▶ _Work to complete_
The answer must be every line of the records in which the string "Hash" appears.

# # # # #

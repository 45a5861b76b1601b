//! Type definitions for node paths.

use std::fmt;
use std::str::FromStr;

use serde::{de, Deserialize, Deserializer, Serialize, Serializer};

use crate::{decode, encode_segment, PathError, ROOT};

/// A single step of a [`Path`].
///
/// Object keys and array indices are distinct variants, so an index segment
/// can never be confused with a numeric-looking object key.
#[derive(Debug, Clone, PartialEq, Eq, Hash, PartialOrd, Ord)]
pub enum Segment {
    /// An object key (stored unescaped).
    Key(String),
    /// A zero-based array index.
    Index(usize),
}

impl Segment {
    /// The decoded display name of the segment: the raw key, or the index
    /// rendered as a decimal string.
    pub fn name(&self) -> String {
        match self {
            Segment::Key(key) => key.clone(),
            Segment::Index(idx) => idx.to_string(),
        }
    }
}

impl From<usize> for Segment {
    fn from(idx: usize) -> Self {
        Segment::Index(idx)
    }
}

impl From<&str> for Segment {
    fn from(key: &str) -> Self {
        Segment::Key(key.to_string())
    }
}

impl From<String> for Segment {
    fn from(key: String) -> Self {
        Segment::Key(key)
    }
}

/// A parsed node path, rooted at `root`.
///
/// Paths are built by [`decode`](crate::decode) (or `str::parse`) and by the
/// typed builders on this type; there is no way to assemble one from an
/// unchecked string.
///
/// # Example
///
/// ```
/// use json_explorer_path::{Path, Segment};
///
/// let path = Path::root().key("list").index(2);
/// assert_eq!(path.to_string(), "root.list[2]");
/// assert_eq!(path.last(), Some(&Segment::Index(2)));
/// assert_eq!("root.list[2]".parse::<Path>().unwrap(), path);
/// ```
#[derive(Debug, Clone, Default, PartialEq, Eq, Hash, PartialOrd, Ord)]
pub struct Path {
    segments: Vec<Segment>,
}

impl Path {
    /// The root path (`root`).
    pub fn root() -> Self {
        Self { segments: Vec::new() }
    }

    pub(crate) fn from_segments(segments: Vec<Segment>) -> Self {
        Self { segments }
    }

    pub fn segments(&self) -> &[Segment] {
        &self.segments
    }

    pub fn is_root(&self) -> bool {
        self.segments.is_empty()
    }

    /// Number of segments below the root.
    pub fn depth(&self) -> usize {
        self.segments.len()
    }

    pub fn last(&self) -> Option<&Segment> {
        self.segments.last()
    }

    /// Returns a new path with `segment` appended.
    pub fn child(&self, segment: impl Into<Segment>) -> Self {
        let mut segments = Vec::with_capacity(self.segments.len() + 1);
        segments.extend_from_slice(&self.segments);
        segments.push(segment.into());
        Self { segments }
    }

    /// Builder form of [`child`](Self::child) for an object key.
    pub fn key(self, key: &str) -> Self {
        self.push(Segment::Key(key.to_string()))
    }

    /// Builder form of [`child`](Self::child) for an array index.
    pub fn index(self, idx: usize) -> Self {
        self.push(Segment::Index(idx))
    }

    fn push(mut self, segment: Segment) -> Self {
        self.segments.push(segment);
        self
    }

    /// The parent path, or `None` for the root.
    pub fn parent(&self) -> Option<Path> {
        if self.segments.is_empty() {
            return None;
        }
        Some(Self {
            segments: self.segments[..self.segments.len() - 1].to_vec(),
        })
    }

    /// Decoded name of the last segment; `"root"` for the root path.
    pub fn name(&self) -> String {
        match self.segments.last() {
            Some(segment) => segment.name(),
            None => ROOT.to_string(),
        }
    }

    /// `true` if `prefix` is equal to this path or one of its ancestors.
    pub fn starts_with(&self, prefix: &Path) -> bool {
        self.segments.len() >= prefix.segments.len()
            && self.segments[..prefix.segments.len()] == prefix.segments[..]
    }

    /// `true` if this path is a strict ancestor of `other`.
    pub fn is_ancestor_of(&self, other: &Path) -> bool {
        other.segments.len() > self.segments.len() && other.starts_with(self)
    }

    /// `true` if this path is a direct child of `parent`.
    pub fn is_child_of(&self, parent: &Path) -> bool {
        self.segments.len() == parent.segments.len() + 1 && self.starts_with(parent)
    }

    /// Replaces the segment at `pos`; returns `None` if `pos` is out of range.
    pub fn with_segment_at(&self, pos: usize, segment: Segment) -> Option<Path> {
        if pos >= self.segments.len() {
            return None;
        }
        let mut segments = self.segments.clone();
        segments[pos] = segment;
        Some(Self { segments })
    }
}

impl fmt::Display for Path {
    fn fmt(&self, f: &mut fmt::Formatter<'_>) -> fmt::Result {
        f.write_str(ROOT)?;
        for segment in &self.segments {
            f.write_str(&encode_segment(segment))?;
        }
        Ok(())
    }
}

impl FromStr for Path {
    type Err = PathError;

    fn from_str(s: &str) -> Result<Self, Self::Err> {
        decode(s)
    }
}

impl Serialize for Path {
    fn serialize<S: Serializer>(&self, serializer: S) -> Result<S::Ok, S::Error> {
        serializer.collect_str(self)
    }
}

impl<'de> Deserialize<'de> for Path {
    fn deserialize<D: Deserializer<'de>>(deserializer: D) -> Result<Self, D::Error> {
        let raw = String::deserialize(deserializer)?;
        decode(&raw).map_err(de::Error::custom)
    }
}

# # # # #

▶ _Finished exercise_
#[derive(Debug, Clone, PartialEq, Eq, Hash, PartialOrd, Ord)]
#[derive(Debug, Clone, Default, PartialEq, Eq, Hash, PartialOrd, Ord)]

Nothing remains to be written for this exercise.